Edinburgh Chamber of Commerce claims Scotland’s PR elections for local government have left the capital handicapped when it comes to decision-making, with a divided leadership.
Deputy chief executive Graham Birse said: “The city requires a unity of purpose and dynamic leadership, which it has not had in recent years. We need everyone pulling together in the one team. Having a coalition in charge of the council has not been helpful.”
The past few years have seen Edinburgh lose about 4,000 jobs in the financial sector alone, with both RBS and HBOS having to be rescued with taxpayer-funded bailouts.

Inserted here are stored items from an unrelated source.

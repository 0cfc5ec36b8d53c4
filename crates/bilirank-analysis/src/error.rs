use thiserror::Error;

#[derive(Debug, Error)]
pub enum AnalysisError {
    #[error("HTTP error: {0}")]
    Http(#[from] reqwest::Error),

    #[error("model endpoint returned HTTP {status}: {body}")]
    UnexpectedStatus { status: u16, body: String },

    #[error("model response has no choices")]
    EmptyChoices,

    #[error("JSON deserialization error for {context}: {source}")]
    Deserialize {
        context: String,
        #[source]
        source: serde_json::Error,
    },

    #[error("invalid input: {0}")]
    InvalidInput(String),

    /// A merged-batch reply parsed as JSON but had no `results` array.
    #[error("batch response has no results")]
    MissingResults,

    #[error("brand alias table {path}: {reason}")]
    Aliases { path: String, reason: String },

    #[error("cancelled")]
    Cancelled,
}
//! Housekeeping that runs outside any one task.

use chrono::Utc;

use crate::recovery::TIMEOUT_MESSAGE;
use crate::store::{StoreError, TaskStore};

/// Fails every active task whose heartbeat is older than `stale_after`.
/// Returns the ids that were failed.
///
/// # Errors
///
/// Returns [`StoreError`] if the sweep query fails.
pub async fn cleanup_timed_out_tasks(
    store: &dyn TaskStore,
    stale_after: chrono::Duration,
) -> Result<Vec<String>, StoreError> {
    let cutoff = Utc::now() - stale_after;
    let failed = store.fail_stale(cutoff, TIMEOUT_MESSAGE).await?;
    if !failed.is_empty() {
        tracing::warn!(count = failed.len(), tasks = ?failed, "marked timed out tasks as failed");
    }
    Ok(failed)
}

/// Deletes raw comments stored more than `retention_days` ago. Returns the
/// number of rows removed.
///
/// # Errors
///
/// Returns [`StoreError`] if the delete fails.
pub async fn purge_raw_comments(
    store: &dyn TaskStore,
    retention_days: u32,
) -> Result<u64, StoreError> {
    let cutoff = Utc::now() - chrono::Duration::days(i64::from(retention_days));
    let purged = store.purge_raw_comments(cutoff).await?;
    tracing::info!(purged, retention_days, "purged expired raw comments");
    Ok(purged)
}

#[cfg(test)]
mod tests {
    use bilirank_core::{RawComment, TaskRecord, TaskRequest, TaskStage};

    use super::*;
    use crate::store::MemoryTaskStore;

    async fn seeded(store: &MemoryTaskStore, heartbeat_age: Option<i64>) -> String {
        let request = TaskRequest::new("耳机", vec!["耳机".to_string()], vec![], vec![]);
        let record = TaskRecord::new(request, Utc::now());
        store.create(&record).await.unwrap();
        store
            .set_heartbeat(
                &record.task_id,
                heartbeat_age.map(|mins| Utc::now() - chrono::Duration::minutes(mins)),
            )
            .await;
        record.task_id
    }

    #[tokio::test]
    async fn sweep_fails_only_stale_tasks() {
        let store = MemoryTaskStore::new();
        let stale = seeded(&store, Some(90)).await;
        let fresh = seeded(&store, Some(5)).await;
        let legacy = seeded(&store, None).await;

        let failed = cleanup_timed_out_tasks(&store, chrono::Duration::hours(1))
            .await
            .unwrap();

        assert_eq!(failed, vec![stale.clone()]);
        let stale = store.get(&stale).await.unwrap().unwrap();
        assert_eq!(stale.stage, TaskStage::Failed);
        assert_eq!(stale.error_message.as_deref(), Some(TIMEOUT_MESSAGE));
        for id in [fresh, legacy] {
            let record = store.get(&id).await.unwrap().unwrap();
            assert_eq!(record.stage, TaskStage::Searching);
        }
    }

    #[tokio::test]
    async fn sweep_skips_finished_tasks() {
        let store = MemoryTaskStore::new();
        let done = seeded(&store, Some(600)).await;
        store.mark_completed(&done, None, "ok").await.unwrap();

        let failed = cleanup_timed_out_tasks(&store, chrono::Duration::hours(1))
            .await
            .unwrap();
        assert!(failed.is_empty());
        let record = store.get(&done).await.unwrap().unwrap();
        assert_eq!(record.stage, TaskStage::Completed);
    }

    #[tokio::test]
    async fn purge_keeps_recent_comments() {
        let store = MemoryTaskStore::new();
        let task_id = seeded(&store, Some(0)).await;
        let comment = RawComment {
            rpid: 1,
            video_bvid: "BV1".to_string(),
            content: "刚抓到的评论".to_string(),
            ..RawComment::default()
        };
        store.save_raw_comments(&task_id, &[comment]).await.unwrap();

        let purged = purge_raw_comments(&store, 3).await.unwrap();
        assert_eq!(purged, 0);
        assert_eq!(store.raw_comment_count(&task_id).await, 1);

        let purged = purge_raw_comments(&store, 0).await.unwrap();
        assert_eq!(purged, 1);
        assert_eq!(store.raw_comment_count(&task_id).await, 0);
    }
}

However, Dave Anderson, city development director at the council, insisted Edinburgh had proved “remarkably resilient”, despite the economic crisis, which he said was felt “acutely” in the city because of its reliance on the financial sector.
He said: “The city’s unique cultural assets, quality of place, science and technology capabilities and improving international air route connections have helped Edinburgh to ride out the recession better than most.
“Many who left jobs in banks did so on voluntary terms and the impact of job losses has been mitigated by growth elsewhere.”